Of course, it’s no secret Washington is a partisan mess, and it’s easy for politicians to blame the rancor for the lack of progress. But in Udall’s case, he has long been known for his civility and efforts to reach across the aisle.
Bingaman called him “very respected and very well liked” by people in both parties, noting Udall’s close relationship with the late Sen. John McCain, an Arizona Republican whom Udall called a “mentor” and a “real leader.”
“Tom is extremely respected by everybody in the Congress as far as I know,” Bingaman said. “Nobody questions his integrity and commitment to what he’s trying to do.”
Udall’s affable way extends to Santa Fe, where he has long been a fixture around town, with locals often running into him at the grocery store or the tennis club — where, said friend and former Attorney General Paul Bardacke, he’s a force.
“For years, I dominated him,” Bardacke said. “But now I got to hang in there. He practices and he’s a heck of a tennis player.”
Jill Udall said she can’t go into a grocery store, even in a mask, without running into someone who wants to talk about her husband — how he helped a mother or a daughter or a friend.
“I mean, he was there for his constituents all along,” she said.
Early in Udall’s political career, he was often referred to in the same breath as his father and other members of the long line of Udall politicians.

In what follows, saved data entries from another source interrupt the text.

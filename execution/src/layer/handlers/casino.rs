use super::super::*;
use crate::casino::{blackjack, reels, sessions::Next, wheel};
use arcade_types::casino::{
    BuffKind, ClimbFrame, ClimbPhase, DuelMove, DuelSnapshot, Multiplier, Verdict, Wager,
    WheelBet, CLIMB_MAX_MULTIPLIER, CLIMB_MIN_TARGET, WHEEL_POCKETS,
};
use tokio::sync::mpsc;
use uuid::Uuid;

/// A finished duel before the payout is credited.
struct DuelOutcome {
    table: DuelSnapshot,
    verdict: Verdict,
    payout: Amount,
    lucky: bool,
}

enum DuelStep {
    Continue(DuelSnapshot),
    Finished(DuelOutcome),
}

impl Layer {
    // === Casino Handler Methods ===

    pub(in crate::layer) async fn handle_wheel(
        &self,
        caller: &AccountId,
        wager: Wager,
        bet: WheelBet,
    ) -> Result<Settled, Rejection> {
        if !bet.is_on_wheel() {
            return Err(Rejection::invalid(format!(
                "wheel numbers run from 0 to {}",
                WHEEL_POCKETS - 1
            )));
        }
        let stake = self.ledger.stake(caller, wager, self.config.min_wager).await?;
        let spin = wheel::spin(bet, stake, &mut self.fork_rng());
        let payout = self.pay_out(caller, stake, spin.payout).await;
        info!(%caller, stake, number = spin.number, payout, "wheel spun");
        Ok(Settled::new(
            Event::WheelSpun {
                bet,
                number: spin.number,
                color: spin.color,
                payout,
            },
            signed(payout) - signed(stake),
        ))
    }

    pub(in crate::layer) async fn handle_reels(
        &self,
        caller: &AccountId,
        wager: Wager,
    ) -> Result<Settled, Rejection> {
        let stake = self.ledger.stake(caller, wager, self.config.min_wager).await?;
        let (icons, payout) = reels::pull(stake, &mut self.fork_rng());
        let payout = self.pay_out(caller, stake, payout).await;
        info!(%caller, stake, payout, "reels pulled");
        Ok(Settled::new(
            Event::ReelsPulled { icons, payout },
            signed(payout) - signed(stake),
        ))
    }

    /// Settle a finished hand, applying dealer luck if the caller has it.
    fn resolve_duel(&self, caller: &AccountId, session: Uuid, duel: &mut Duel) -> DuelOutcome {
        // Only called on a final stage.
        let verdict = duel.verdict().unwrap_or(Verdict::Loss);
        let stake = duel.stake();
        let base = blackjack::base_payout(verdict, stake);
        let (payout, lucky) = if self.buffs.is_active(caller, BuffKind::DealerLuck) {
            blackjack::apply_luck(verdict, base, stake, duel.rng())
        } else {
            (base, false)
        };
        DuelOutcome {
            table: duel.snapshot(session),
            verdict,
            payout,
            lucky,
        }
    }

    async fn settle_duel(
        &self,
        caller: &AccountId,
        stake: Amount,
        outcome: DuelOutcome,
    ) -> (Event, Amount) {
        let payout = self.pay_out(caller, stake, outcome.payout).await;
        info!(
            %caller,
            stake,
            verdict = ?outcome.verdict,
            payout,
            lucky = outcome.lucky,
            "duel resolved"
        );
        let event = Event::DuelResolved {
            table: outcome.table,
            verdict: outcome.verdict,
            payout,
            lucky: outcome.lucky,
        };
        (event, payout)
    }

    pub(in crate::layer) async fn handle_duel_start(
        &self,
        caller: &AccountId,
        wager: Wager,
    ) -> Result<Settled, Rejection> {
        let reservation = self.duels.reserve(caller)?;
        let stake = self.ledger.stake(caller, wager, self.config.min_wager).await?;
        let mut duel = match Duel::deal(stake, self.fork_rng()) {
            Ok(duel) => duel,
            Err(e) => {
                self.ledger.credit(caller, stake).await?;
                return Err(game_rejection(GameType::Duel, e));
            }
        };

        // A natural settles on the deal and never occupies the slot.
        if duel.stage().is_final() {
            let outcome = self.resolve_duel(caller, reservation.id(), &mut duel);
            drop(reservation);
            let (event, payout) = self.settle_duel(caller, stake, outcome).await;
            return Ok(Settled::new(event, signed(payout) - signed(stake)));
        }

        let table = duel.snapshot(reservation.id());
        let session = reservation.open(duel);
        debug!(%caller, %session, stake, "duel dealt");
        Ok(Settled::debit(Event::DuelDealt(table), stake))
    }

    pub(in crate::layer) async fn handle_duel_act(
        &self,
        caller: &AccountId,
        action: DuelMove,
    ) -> Result<Settled, Rejection> {
        let (stake, step) = self.duels.with(caller, |session, duel| {
            let stage = match action {
                DuelMove::Hit => duel.hit(),
                DuelMove::Stand => duel.stand(),
            }
            .map_err(|e| game_rejection(GameType::Duel, e))?;
            if stage.is_final() {
                let outcome = self.resolve_duel(caller, session, duel);
                Ok(((duel.stake(), DuelStep::Finished(outcome)), Next::Close))
            } else {
                Ok(((duel.stake(), DuelStep::Continue(duel.snapshot(session))), Next::Keep))
            }
        })?;

        match step {
            DuelStep::Continue(table) => Ok(Settled::neutral(Event::DuelAdvanced(table))),
            DuelStep::Finished(outcome) => {
                let (event, payout) = self.settle_duel(caller, stake, outcome).await;
                Ok(Settled::credit(event, payout))
            }
        }
    }

    /// Stake and settle a climb round. The payout is credited immediately;
    /// the session only carries the presentation.
    pub(in crate::layer) async fn handle_climb_start(
        &self,
        caller: &AccountId,
        wager: Wager,
        target: Multiplier,
    ) -> Result<Settled, Rejection> {
        if !(CLIMB_MIN_TARGET..=CLIMB_MAX_MULTIPLIER).contains(&target.hundredths()) {
            return Err(Rejection::invalid(format!(
                "target must be between {} and {}",
                Multiplier::from_hundredths(CLIMB_MIN_TARGET),
                Multiplier::from_hundredths(CLIMB_MAX_MULTIPLIER)
            )));
        }
        let reservation = self.climbs.reserve(caller)?;
        let stake = self.ledger.stake(caller, wager, self.config.min_wager).await?;
        let climb = Climb::launch(stake, target, self.fork_rng());
        let payout = self.pay_out(caller, stake, climb.payout()).await;
        let session = reservation.open(climb);
        info!(%caller, %session, stake, %target, payout, "climb launched");
        Ok(Settled::new(
            Event::ClimbLaunched {
                session,
                stake,
                target,
                payout,
            },
            signed(payout) - signed(stake),
        ))
    }

    /// Move the caller's climb presentation one frame forward.
    pub fn advance_climb(&self, caller: &AccountId) -> Result<ClimbFrame, Rejection> {
        self.climbs.with(caller, |session, climb| {
            let (multiplier, phase) = climb.advance();
            let frame = ClimbFrame {
                session,
                multiplier,
                phase,
                crash_point: (phase != ClimbPhase::Climbing).then(|| climb.crash()),
            };
            let next = if frame.is_final() {
                Next::Close
            } else {
                Next::Keep
            };
            Ok((frame, next))
        })
    }

    /// Drop the caller's climb presentation. The round itself stays settled.
    pub fn cancel_climb(&self, caller: &AccountId) -> bool {
        self.climbs
            .with(caller, |_, _| Ok(((), Next::Close)))
            .is_ok()
    }

    /// Stream climb frames every `tick` until the round ends.
    ///
    /// If the receiver goes away the presentation is cancelled.
    pub async fn drive_climb(
        &self,
        caller: &AccountId,
        tick: Duration,
        frames: mpsc::Sender<ClimbFrame>,
    ) -> Result<(), Rejection> {
        loop {
            let frame = self.advance_climb(caller)?;
            let last = frame.is_final();
            if frames.send(frame).await.is_err() {
                debug!(%caller, "climb viewer left");
                self.cancel_climb(caller);
                return Ok(());
            }
            if last {
                return Ok(());
            }
            tokio::time::sleep(tick).await;
        }
    }

    pub(in crate::layer) fn handle_climb_tick(
        &self,
        caller: &AccountId,
    ) -> Result<Settled, Rejection> {
        self.advance_climb(caller)
            .map(|frame| Settled::neutral(Event::ClimbAdvanced(frame)))
    }

    pub(in crate::layer) async fn handle_pick_start(
        &self,
        caller: &AccountId,
        wager: Wager,
    ) -> Result<Settled, Rejection> {
        let reservation = self.picks.reserve(caller)?;
        let stake = self.ledger.stake(caller, wager, self.config.min_wager).await?;
        let positions = self.config.pick_positions;
        let pick = Pick::hide(stake, positions, &mut self.fork_rng());
        let session = reservation.open(pick);
        debug!(%caller, %session, stake, "pick opened");
        Ok(Settled::debit(Event::PickOpened { session, positions }, stake))
    }

    pub(in crate::layer) async fn handle_pick_choose(
        &self,
        caller: &AccountId,
        position: u8,
    ) -> Result<Settled, Rejection> {
        let (stake, winning, payout) = self.picks.with(caller, |_, pick| {
            let payout = pick.choose(position).map_err(|_| {
                Rejection::invalid(format!(
                    "choose a position between 1 and {}",
                    pick.positions()
                ))
            })?;
            Ok(((pick.stake(), pick.winning(), payout), Next::Close))
        })?;
        let payout = self.pay_out(caller, stake, payout).await;
        info!(%caller, stake, position, winning, payout, "pick revealed");
        Ok(Settled::credit(
            Event::PickRevealed {
                chosen: position,
                winning,
                payout,
            },
            payout,
        ))
    }
}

That made sense, given their stature. His father ran the Interior Department under Presidents John F. Kennedy and Lyndon B. Johnson. His uncle Morris “Mo” Udall was a 30-year congressman from Arizona and onetime presidential candidate who focused on environmental protection.
More recently, cousin Mark Udall was a senator and congressman from Colorado who prioritized natural resources and renewable energy efforts.
Both Stewart and Mo Udall had a big impact on Tom when he was young and would sit listening to them talk strategy on the weekends.
They were big conversations — centered on wilderness issues, land and water conservation, Native American rights and the art of negotiation in Washington.
“My dad would be talking about what kind of deals should we do, how do we get it through the [Interior] committee,” Udall recalled. “I’d sit there and listen, ask an occasional question. Most of it, they were really trying to work things out.”
Udall, who was born in Tucson, Ariz., might have been mostly a fly on the wall back then, but he took a lot of it in.
“The thing about both Stuart and Mo is that they both had, I think, a rare combination of moral courage and political decency,” Udall said. “They were visionaries, but they were also doers.”
As the years went on, the newspapers ceased to couch his identity as “son of Stewart.”
Suddenly, it flipped and Stewart would be referred to as the “father of Tom,” Jill said.
“And that,” she said, “was when it flipped and he was his own man.”